# Stocking ??---- Update Sandy pond



## guner (Sep 25, 2007)

I had the link for checking when they stocked the community ponds, but I cant find it in all my pages of posts over the years....... does anyone have the link to see when they stock, so I can get my kids out on them ?


----------



## a_bow_nut (Feb 25, 2009)

*Re: Stocking ??*

http://wildlife.utah.gov/dwr/fishing/stocking.html


----------



## Grandpa D (Sep 7, 2007)

*Re: Stocking ??*

All the Ponds have been stocked.
Get out soon before the Cormorants eat all the fish.


----------



## tye dye twins (Mar 8, 2011)

*Re: Stocking ??*



Grandpa D said:


> Get out soon before the Cormorants eat all the fish.


I have already seen those birds slurrping fish at the Willow Pond.


----------



## guner (Sep 25, 2007)

*Re: Stocking ??*

My thanks ladies and gentlemen ! 
It is appreciated


----------



## guner (Sep 25, 2007)

*Re: Stocking ??*

Went to Sandy pond with the kids.... just the kids using worms, caught 1 rainbow planter 12-13". kids missed a hundred hits. Left at 4:30. just before we left the DWR truck pulled up and dumped several nets full of new trout in pond !!! have fun !!

Oh ya very windy and 47 degrees, a jacket would have been a good idea :-(


----------



## tye dye twins (Mar 8, 2011)

*Re: Stocking ??*



guner said:


> Went to Sandy pond with the kids.... just the kids using worms, caught 1 rainbow planter 12-13". kids missed a hundred hits. Left at 4:30. just before we left the DWR truck pulled up and dumped several nets full of new trout in pond !!! have fun !!
> 
> Oh ya very windy and 47 degrees, a jacket would have been a good idea :-(


Alright! That is my favorite community pond!


----------



## guner (Sep 25, 2007)

It is close by..... but my favorite pond is "Herriman Cove"


----------



## tye dye twins (Mar 8, 2011)

guner said:


> It is close by..... but my favorite pond is "Herriman Cove"

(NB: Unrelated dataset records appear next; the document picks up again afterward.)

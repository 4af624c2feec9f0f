//! Terrain grid description and the cell-to-world coordinate mapping.

use serde::{Deserialize, Serialize};

use crate::error::ConfigError;

/// A 2D world-space position (x, z on the terrain plane).
pub type WorldPoint = (f32, f32);

/// Read-only description of the host terrain's alpha map.
#[derive(Clone, Debug, PartialEq, Serialize, Deserialize)]
pub struct TerrainGrid {
    /// Alpha map resolution along x (cells)
    pub width: usize,
    /// Alpha map resolution along z (cells)
    pub height: usize,
    /// World position of cell (0, 0)
    pub origin: WorldPoint,
    /// World extent covered by the whole grid
    pub size: (f32, f32),
    /// Number of texture layers available for output
    pub layer_count: usize,
}

impl TerrainGrid {
    pub fn new(width: usize, height: usize, origin: WorldPoint, size: (f32, f32), layer_count: usize) -> Self {
        Self { width, height, origin, size, layer_count }
    }

    /// Grid-level checks that must pass before any output is allocated.
    pub fn check(&self) -> Result<(), ConfigError> {
        if self.layer_count == 0 {
            return Err(ConfigError::NoLayers);
        }
        if self.width == 0 || self.height == 0 {
            return Err(ConfigError::EmptyGrid { width: self.width, height: self.height });
        }
        Ok(())
    }

    /// World position of a cell. Linear in the cell index fraction, so cell
    /// `width` would land on the far edge and cell 0 sits on the origin.
    pub fn cell_to_world(&self, x: usize, y: usize) -> WorldPoint {
        let wx = x as f32 / self.width as f32 * self.size.0 + self.origin.0;
        let wz = y as f32 / self.height as f32 * self.size.1 + self.origin.1;
        (wx, wz)
    }

    /// Nearest cell to a world position, clamped to the grid.
    pub fn world_to_cell(&self, p: WorldPoint) -> (usize, usize) {
        let fx = (p.0 - self.origin.0) / self.size.0 * self.width as f32;
        let fy = (p.1 - self.origin.1) / self.size.1 * self.height as f32;
        let clamp = |v: f32, n: usize| -> usize {
            if !v.is_finite() || v <= 0.0 {
                0
            } else {
                (v.round() as usize).min(n.saturating_sub(1))
            }
        };
        (clamp(fx, self.width), clamp(fy, self.height))
    }

    /// World rectangle as (min, max) corners.
    pub fn world_bounds(&self) -> (WorldPoint, WorldPoint) {
        let min = self.origin;
        let max = (self.origin.0 + self.size.0, self.origin.1 + self.size.1);
        (min, max)
    }

    pub fn contains(&self, p: WorldPoint) -> bool {
        let (min, max) = self.world_bounds();
        p.0 >= min.0 && p.0 <= max.0 && p.1 >= min.1 && p.1 <= max.1
    }

    pub fn cell_count(&self) -> usize {
        self.width * self.height
    }
}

Cove is ok. WAY less birds too! Shhhhh, the birds might have heard me type that! -)O(-


----------



## guner (Sep 25, 2007)

Further fun at Sandy, with the kids out of school I promised to take them fishing every day this week!

Was much warmer but very windy today, tried Power Bait for an hour or so, only a couple bites. Switched over to worm tipped with Salmon egg and that did the trick!

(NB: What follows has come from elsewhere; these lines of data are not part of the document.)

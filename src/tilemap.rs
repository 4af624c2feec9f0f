/// A 2D grid of values stored row-major. Terrain patches are bounded, so
/// coordinates do not wrap.
#[derive(Clone, Debug, PartialEq)]
pub struct Tilemap<T> {
    pub width: usize,
    pub height: usize,
    data: Vec<T>,
}

impl<T: Clone + Default> Tilemap<T> {
    pub fn new(width: usize, height: usize) -> Self {
        Self {
            width,
            height,
            data: vec![T::default(); width * height],
        }
    }
}

impl<T: Clone> Tilemap<T> {
    pub fn new_with(width: usize, height: usize, value: T) -> Self {
        Self {
            width,
            height,
            data: vec![value; width * height],
        }
    }

    fn index(&self, x: usize, y: usize) -> usize {
        debug_assert!(x < self.width && y < self.height, "({}, {}) out of bounds", x, y);
        y * self.width + x
    }

    pub fn get(&self, x: usize, y: usize) -> &T {
        &self.data[self.index(x, y)]
    }

    pub fn set(&mut self, x: usize, y: usize, value: T) {
        let idx = self.index(x, y);
        self.data[idx] = value;
    }

    pub fn as_slice(&self) -> &[T] {
        &self.data
    }

    /// Mutable row-major storage, for handing disjoint rows to workers.
    pub fn as_mut_slice(&mut self) -> &mut [T] {
        &mut self.data
    }

    /// Iterate over all cells with their coordinates.
    pub fn iter(&self) -> impl Iterator<Item = (usize, usize, &T)> {
        let width = self.width;
        self.data.iter().enumerate().map(move |(idx, val)| {
            let x = idx % width;
            let y = idx / width;
            (x, y, val)
        })
    }

    /// Iterate mutably over all cells with their coordinates.
    pub fn iter_mut(&mut self) -> impl Iterator<Item = (usize, usize, &mut T)> {
        let width = self.width;
        self.data.iter_mut().enumerate().map(move |(idx, val)| {
            let x = idx % width;
            let y = idx / width;
            (x, y, val)
        })
    }
}

impl Tilemap<f32> {
    /// Smallest and largest value, or `None` for an empty map.
    pub fn min_max(&self) -> Option<(f32, f32)> {
        if self.data.is_empty() {
            return None;
        }
        let mut min_v = f32::MAX;
        let mut max_v = f32::MIN;
        for &v in &self.data {
            if v < min_v { min_v = v; }
            if v > max_v { max_v = v; }
        }
        Some((min_v, max_v))
    }
}

#[cfg(test)]
mod tests {
    use super::*;

    #[test]
    fn test_row_major_layout() {
        let mut map: Tilemap<u8> = Tilemap::new(3, 2);
        map.set(2, 1, 9);
        assert_eq!(map.as_slice()[5], 9);
        assert_eq!(*map.get(2, 1), 9);
        let (x, y, v) = map.iter().find(|&(_, _, v)| *v == 9).unwrap();
        assert_eq!((x, y, *v), (2, 1, 9));
    }

    #[test]
    fn test_min_max() {
        let mut map = Tilemap::new_with(2, 2, 1.0f32);
        map.set(1, 1, 4.0);
        for (_, y, v) in map.iter_mut() {
            if y == 0 {
                *v -= 0.5;
            }
        }
        assert_eq!(map.min_max(), Some((0.5, 4.0)));
        assert_eq!(Tilemap::<f32>::new(0, 0).min_max(), None);
    }
}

caught 9 fish, releasing all but one that was bleeding heavily. Even brought the wife along this time and she caught her first three fish, have asked her for years and although she would go, she never wanted to fish. Purchased her a fishing liscense and told her she better use it. she was squeeling like a little girl with ever bite ! :lol:

[attachment=2:34h1vtu6]Crop1.jpg[/attachment:34h1vtu6]
[attachment=1:34h1vtu6]Crop2.jpg[/attachment:34h1vtu6]
[attachment=0:34h1vtu6]Crop4.jpg[/attachment:34h1vtu6]

Although you cant see very well the fish my boy was holding was a very nice size (beside having just nubs for fins and a tail that was chopped up) anyway it was the first fish I have seen that looked like this. Large Orange spots and Black on upper body and back, spots almost like a brookie but larger spots and either Orange or Black (Splake?) unsure as to what type of trout. I know for sure nothing I have caught before, so no Brown,Rainbow,Cutthroat,Brookie,Alino or Lake trout.


----------



## Grandpa D (Sep 7, 2007)

The fish is probably a female Brook Trout.
The Hatchery stocked them in a lot of Community Ponds.

Great to see that you got your Wife to do some fishing with you on the trip.
I hope that she had a good time and will want to try it again.


----------



## Clarq (Jul 21, 2011)

Thanks for the reporting! Your report convinced me to go fishing at Sandy pond today. I fished from 9:00 AM until noon. The bite was okay until 11:00 and then everything shut off. 

I caught two planters on a worm/bobber. On my other rod I tried every lure in my tackle box in search of a brood stock trout but I couldn't make it happen. I did catch one seven inch rainbow on a Jake's Spin-a-Lure. I don't even know how it fit the hook in its mouth. All fish were released.

The crowd was surprisingly large for a Thursday morning, though everyone still had enough room. Fishing seemed slow for most but there were a few that knew what they were doing and caught several. No one was doing incredibly well.

Only two cormorants came to the pond and one left without landing. The one that stayed caught a ~13 inch trout in about five minutes and then went to the island to digest. It looks like it will become a permanent resident.  A few pelicans also tried landing but an aggressive Canada goose scared them all away! Anyone know why? I just wish geese hated cormorants as much as they hate pelicans.


----------



## guner (Sep 25, 2007)

Glad you had a good time !....... the geese were there yesterday chasing ducks and each other around  

It seems that most everyone lines up on the West side over by the dock thing, everyday we have been over on the East side not many folks over there, only thing that worked for us was Worm and Salmon egg right on the bottom. most hits were fairly close to shore... 15' or so out.

We went to the cove for a couple hours today, caught about the same as yesterday 8 or so, all thrown back.


Grandpa D....... interesting about the female Brookie, the fish measured 18" and there were no blue halo or more redish spots like I have seen on Brookies before. But it was a fun catch for my 6yr old....... cool they threw some in the ponds.


----------



## tye dye twins (Mar 8, 2011)

My bet is a brown trout. An ugly one too!


----------